— The problem —
Reproduce exactly the lines of the material beneath, from the line that contains "document-indexing orchestration engine" to the line that contains "pub mod connector;", both included, and no other lines.

— Given records —
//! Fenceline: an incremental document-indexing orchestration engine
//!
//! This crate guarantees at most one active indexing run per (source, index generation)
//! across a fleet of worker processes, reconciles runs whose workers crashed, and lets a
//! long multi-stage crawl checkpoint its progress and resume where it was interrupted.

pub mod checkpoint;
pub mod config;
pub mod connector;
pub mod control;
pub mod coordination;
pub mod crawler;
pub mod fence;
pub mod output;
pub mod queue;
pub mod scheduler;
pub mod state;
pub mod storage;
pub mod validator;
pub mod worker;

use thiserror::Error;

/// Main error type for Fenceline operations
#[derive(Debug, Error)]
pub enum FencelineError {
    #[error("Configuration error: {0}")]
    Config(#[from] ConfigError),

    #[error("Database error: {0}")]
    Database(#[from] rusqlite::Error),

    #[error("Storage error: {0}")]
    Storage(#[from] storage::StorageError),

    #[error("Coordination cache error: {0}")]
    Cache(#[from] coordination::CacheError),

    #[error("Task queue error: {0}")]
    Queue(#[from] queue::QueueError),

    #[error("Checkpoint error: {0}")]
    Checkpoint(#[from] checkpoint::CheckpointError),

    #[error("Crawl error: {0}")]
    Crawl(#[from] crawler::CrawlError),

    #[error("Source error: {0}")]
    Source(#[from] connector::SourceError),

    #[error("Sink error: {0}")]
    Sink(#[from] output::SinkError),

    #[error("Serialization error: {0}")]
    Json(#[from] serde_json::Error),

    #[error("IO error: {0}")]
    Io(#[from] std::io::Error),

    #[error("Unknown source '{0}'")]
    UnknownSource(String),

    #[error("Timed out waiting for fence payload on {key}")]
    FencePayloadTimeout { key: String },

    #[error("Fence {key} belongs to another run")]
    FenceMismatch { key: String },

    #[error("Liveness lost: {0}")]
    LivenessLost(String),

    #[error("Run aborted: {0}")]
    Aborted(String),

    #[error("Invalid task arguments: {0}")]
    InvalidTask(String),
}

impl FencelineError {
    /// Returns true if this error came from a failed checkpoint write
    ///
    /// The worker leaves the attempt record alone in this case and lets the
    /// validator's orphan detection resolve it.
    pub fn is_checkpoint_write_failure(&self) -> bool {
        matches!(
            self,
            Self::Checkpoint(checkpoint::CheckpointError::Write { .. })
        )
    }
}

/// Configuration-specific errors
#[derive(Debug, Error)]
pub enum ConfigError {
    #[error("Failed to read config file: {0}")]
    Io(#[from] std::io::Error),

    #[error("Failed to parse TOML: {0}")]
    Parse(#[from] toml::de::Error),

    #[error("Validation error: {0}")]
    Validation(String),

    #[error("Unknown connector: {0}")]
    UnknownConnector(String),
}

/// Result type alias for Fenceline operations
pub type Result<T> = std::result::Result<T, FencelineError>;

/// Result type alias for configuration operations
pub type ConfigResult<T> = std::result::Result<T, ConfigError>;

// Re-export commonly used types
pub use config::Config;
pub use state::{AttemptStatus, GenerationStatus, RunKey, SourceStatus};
==
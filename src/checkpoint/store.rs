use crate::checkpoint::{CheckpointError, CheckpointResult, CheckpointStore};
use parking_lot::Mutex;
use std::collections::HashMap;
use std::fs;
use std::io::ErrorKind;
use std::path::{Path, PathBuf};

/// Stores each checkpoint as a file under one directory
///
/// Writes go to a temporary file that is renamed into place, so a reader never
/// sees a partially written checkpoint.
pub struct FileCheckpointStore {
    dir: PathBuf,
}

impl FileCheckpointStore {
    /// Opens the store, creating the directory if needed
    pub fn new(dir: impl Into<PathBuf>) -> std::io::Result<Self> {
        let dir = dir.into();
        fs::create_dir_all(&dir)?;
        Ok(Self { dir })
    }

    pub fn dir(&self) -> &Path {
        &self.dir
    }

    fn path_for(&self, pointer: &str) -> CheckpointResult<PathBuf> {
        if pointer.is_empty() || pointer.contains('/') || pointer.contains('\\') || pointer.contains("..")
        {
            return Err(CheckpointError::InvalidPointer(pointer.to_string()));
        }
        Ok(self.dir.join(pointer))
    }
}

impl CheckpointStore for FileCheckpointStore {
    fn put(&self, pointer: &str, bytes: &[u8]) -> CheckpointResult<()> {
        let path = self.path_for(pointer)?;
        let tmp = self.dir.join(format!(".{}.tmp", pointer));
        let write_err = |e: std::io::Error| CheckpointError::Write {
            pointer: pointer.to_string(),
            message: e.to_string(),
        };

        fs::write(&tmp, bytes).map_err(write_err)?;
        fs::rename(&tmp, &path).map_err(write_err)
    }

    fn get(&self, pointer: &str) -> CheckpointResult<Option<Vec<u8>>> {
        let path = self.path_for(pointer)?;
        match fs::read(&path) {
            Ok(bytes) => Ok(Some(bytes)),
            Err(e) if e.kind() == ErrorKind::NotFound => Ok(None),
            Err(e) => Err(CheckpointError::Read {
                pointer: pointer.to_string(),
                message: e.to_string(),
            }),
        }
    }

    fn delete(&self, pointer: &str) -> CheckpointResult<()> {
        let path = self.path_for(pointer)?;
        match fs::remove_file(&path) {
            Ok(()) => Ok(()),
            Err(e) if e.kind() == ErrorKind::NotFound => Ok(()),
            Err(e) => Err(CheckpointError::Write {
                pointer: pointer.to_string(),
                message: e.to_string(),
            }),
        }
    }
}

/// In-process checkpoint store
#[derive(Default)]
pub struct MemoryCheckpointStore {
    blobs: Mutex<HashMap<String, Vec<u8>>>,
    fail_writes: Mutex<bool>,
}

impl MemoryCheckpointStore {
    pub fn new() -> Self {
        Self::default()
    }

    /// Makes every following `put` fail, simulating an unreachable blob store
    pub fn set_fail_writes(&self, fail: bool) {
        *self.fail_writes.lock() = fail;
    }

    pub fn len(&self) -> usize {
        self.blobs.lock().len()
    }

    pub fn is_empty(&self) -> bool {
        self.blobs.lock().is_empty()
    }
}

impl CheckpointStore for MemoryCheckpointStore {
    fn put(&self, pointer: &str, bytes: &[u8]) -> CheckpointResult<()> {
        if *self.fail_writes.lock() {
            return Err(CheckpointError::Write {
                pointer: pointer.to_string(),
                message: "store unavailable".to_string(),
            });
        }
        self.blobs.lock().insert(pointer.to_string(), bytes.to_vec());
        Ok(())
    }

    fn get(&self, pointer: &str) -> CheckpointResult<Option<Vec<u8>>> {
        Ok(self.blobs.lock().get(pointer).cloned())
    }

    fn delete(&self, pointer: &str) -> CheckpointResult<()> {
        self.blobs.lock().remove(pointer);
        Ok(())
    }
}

— Output for this exercise —
//! Fenceline: an incremental document-indexing orchestration engine
//!
//! This crate guarantees at most one active indexing run per (source, index generation)
//! across a fleet of worker processes, reconciles runs whose workers crashed, and lets a
//! long multi-stage crawl checkpoint its progress and resume where it was interrupted.

pub mod checkpoint;
pub mod config;
pub mod connector;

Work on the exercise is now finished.